A novel route to 1-substituted 3-(dialkylamino)-9-oxo-9H-indeno[2,1-c]-pyridine-4-carbonitriles

Heptalenecarbaldehydes 1/1' as well as aromatic aldehydes react with 3-(dicyanomethylidene)-indan-1-one in boiling EtOH and in the presence of secondary amines to yield 3-(dialkylamino)-1,2-dihydro-9-oxo-9H-indeno[2,1-c]pyridine-4-carbonitriles (Schemes 2 and 4, and Fig. 1). The 1,2-dihydro forms can be dehydrogenated easily with KMnO(4) in acetone at 0 degrees (Scheme 3) or chloranil (= 2,3,5,6-tetrachlorocyclohexa-2,5-diene-1,4-dione) in a 'one-pot' reaction in dioxane at ambient temperature (Table 1). The structures of the indeno[2,1-c]pyridine-4-carbonitriles 5' and 6a have been verified by Xray crystal-structure analyses (Fig. 2 and 4). The inherent merocyanine system of the dihydro forms results in a broad absorption band in the range of 515-530 nm in their UV/VIS spectra (Table 2 and Fig. 3).

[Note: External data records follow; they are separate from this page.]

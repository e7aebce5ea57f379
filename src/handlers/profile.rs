use axum::{Extension, Json, extract::State, response::IntoResponse};
use validator::Validate;

use crate::{
    error::AppError,
    models::user::{NotificationPreferencesRequest, User},
    repository::PgStore,
    utils::jwt::Claims,
};

/// Current user's account and reminder settings.
pub async fn get_me(
    State(store): State<PgStore>,
    Extension(claims): Extension<Claims>,
) -> Result<impl IntoResponse, AppError> {
    let user_id = claims.user_id()?;

    let user = sqlx::query_as::<_, User>(
        r#"
        SELECT id, email, password, email_notifications_enabled, reminder_time, time_zone, created_at
        FROM users
        WHERE id = $1
        "#,
    )
    .bind(user_id)
    .fetch_optional(store.pool())
    .await?
    .ok_or(AppError::NotFound("User not found".to_string()))?;

    Ok(Json(user))
}

/// Update reminder preferences. `reminderTime` is a UTC "HH:MM".
pub async fn update_notifications(
    State(store): State<PgStore>,
    Extension(claims): Extension<Claims>,
    Json(payload): Json<NotificationPreferencesRequest>,
) -> Result<impl IntoResponse, AppError> {
    payload.validate()?;
    let user_id = claims.user_id()?;

    let updated = store
        .update_notification_preferences(
            user_id,
            payload.enabled,
            &payload.reminder_time,
            &payload.time_zone,
        )
        .await?;
    if !updated {
        return Err(AppError::NotFound("User not found".to_string()));
    }

    tracing::info!(user_id, enabled = payload.enabled, "Notification preferences updated");
    Ok(Json(serde_json::json!({
        "enabled": payload.enabled,
        "reminderTime": payload.reminder_time,
        "timeZone": payload.time_zone,
    })))
}
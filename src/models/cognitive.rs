// src/models/cognitive.rs

use serde::{Deserialize, Serialize};

/// A scored cognitive test: the summary row, its detail rows, and the raw
/// payload kept for audit. Always persisted together.
#[derive(Debug, Clone, PartialEq, Serialize)]
pub struct ScoredTest<S, D> {
    pub summary: S,
    pub details: Vec<D>,
    pub raw_data: serde_json::Value,
}

/// Summary columns of 'cpt_results'.
#[derive(Debug, Clone, PartialEq, Serialize)]
pub struct CptSummary {
    pub correct_detections: i32,
    pub commission_errors: i32,
    pub omission_errors: i32,
    pub average_reaction_time: f64,
    pub reaction_time_sd: f64,
    pub detection_rate: f64,
    pub omission_error_rate: f64,
    pub commission_error_rate: f64,
}

/// One row of 'cpt_events'.
#[derive(Debug, Clone, PartialEq, Serialize)]
pub struct CptEvent {
    pub stimulus_value: String,
    pub is_target: bool,
    #[serde(flatten)]
    pub kind: CptEventKind,
}

/// Fields that only exist for one of the two event kinds.
#[derive(Debug, Clone, PartialEq, Serialize)]
#[serde(tag = "eventType", rename_all = "lowercase")]
pub enum CptEventKind {
    Stimulus { presented_at: f64 },
    Response { response_time: f64, stimulus_index: i32 },
}

impl CptEventKind {
    pub fn label(&self) -> &'static str {
        match self {
            CptEventKind::Stimulus { .. } => "stimulus",
            CptEventKind::Response { .. } => "response",
        }
    }

    pub fn presented_at(&self) -> Option<f64> {
        match self {
            CptEventKind::Stimulus { presented_at } => Some(*presented_at),
            CptEventKind::Response { .. } => None,
        }
    }

    pub fn response_time(&self) -> Option<f64> {
        match self {
            CptEventKind::Response { response_time, .. } => Some(*response_time),
            CptEventKind::Stimulus { .. } => None,
        }
    }

    pub fn stimulus_index(&self) -> Option<i32> {
        match self {
            CptEventKind::Response { stimulus_index, .. } => Some(*stimulus_index),
            CptEventKind::Stimulus { .. } => None,
        }
    }
}

/// Summary columns of 'dst_results'.
#[derive(Debug, Clone, PartialEq, Serialize)]
pub struct DstSummary {
    pub highest_span_achieved: i32,
    pub total_trials: i32,
    pub correct_trials: i32,
}

/// One digit-span trial, as submitted by the client and stored in 'dst_attempts'.
#[derive(Debug, Clone, PartialEq, Serialize, Deserialize)]
#[serde(rename_all = "camelCase")]
pub struct DstAttempt {
    #[serde(default)]
    pub span: i32,
    #[serde(default)]
    pub trial: i32,
    #[serde(default)]
    pub sequence: String,
    #[serde(default)]
    pub input: String,
    #[serde(default)]
    pub correct: bool,
    #[serde(default)]
    pub timestamp: f64,
}

/// Summary columns of 'tmt_results'.
#[derive(Debug, Clone, PartialEq, Serialize)]
pub struct TmtSummary {
    pub part_a_completion_time: f64,
    pub part_a_errors: i32,
    pub part_b_completion_time: f64,
    pub part_b_errors: i32,
    pub b_to_a_ratio: f64,
}

/// One trail-making click, as submitted by the client and stored in 'tmt_clicks'.
#[derive(Debug, Clone, PartialEq, Serialize, Deserialize)]
#[serde(rename_all = "camelCase")]
pub struct TmtClick {
    #[serde(default)]
    pub x: f64,
    #[serde(default)]
    pub y: f64,
    #[serde(default)]
    pub time: f64,
    #[serde(default)]
    pub target_item: i32,
    #[serde(default, alias = "part")]
    pub current_part: String,
}

pub type CptOutcome = ScoredTest<CptSummary, CptEvent>;
pub type DstOutcome = ScoredTest<DstSummary, DstAttempt>;
pub type TmtOutcome = ScoredTest<TmtSummary, TmtClick>;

The dehydrogenated compounds 5, 5', and 7a-7f exhibit their longest-wavelength absorption maximum at ca. 380 nm (Table 2). In contrast to 5 and 5', 7a-7f in solution exhibit a blue-green fluorescence with emission bands at around 460 and 480 nm (Table 4 and Fig. 5).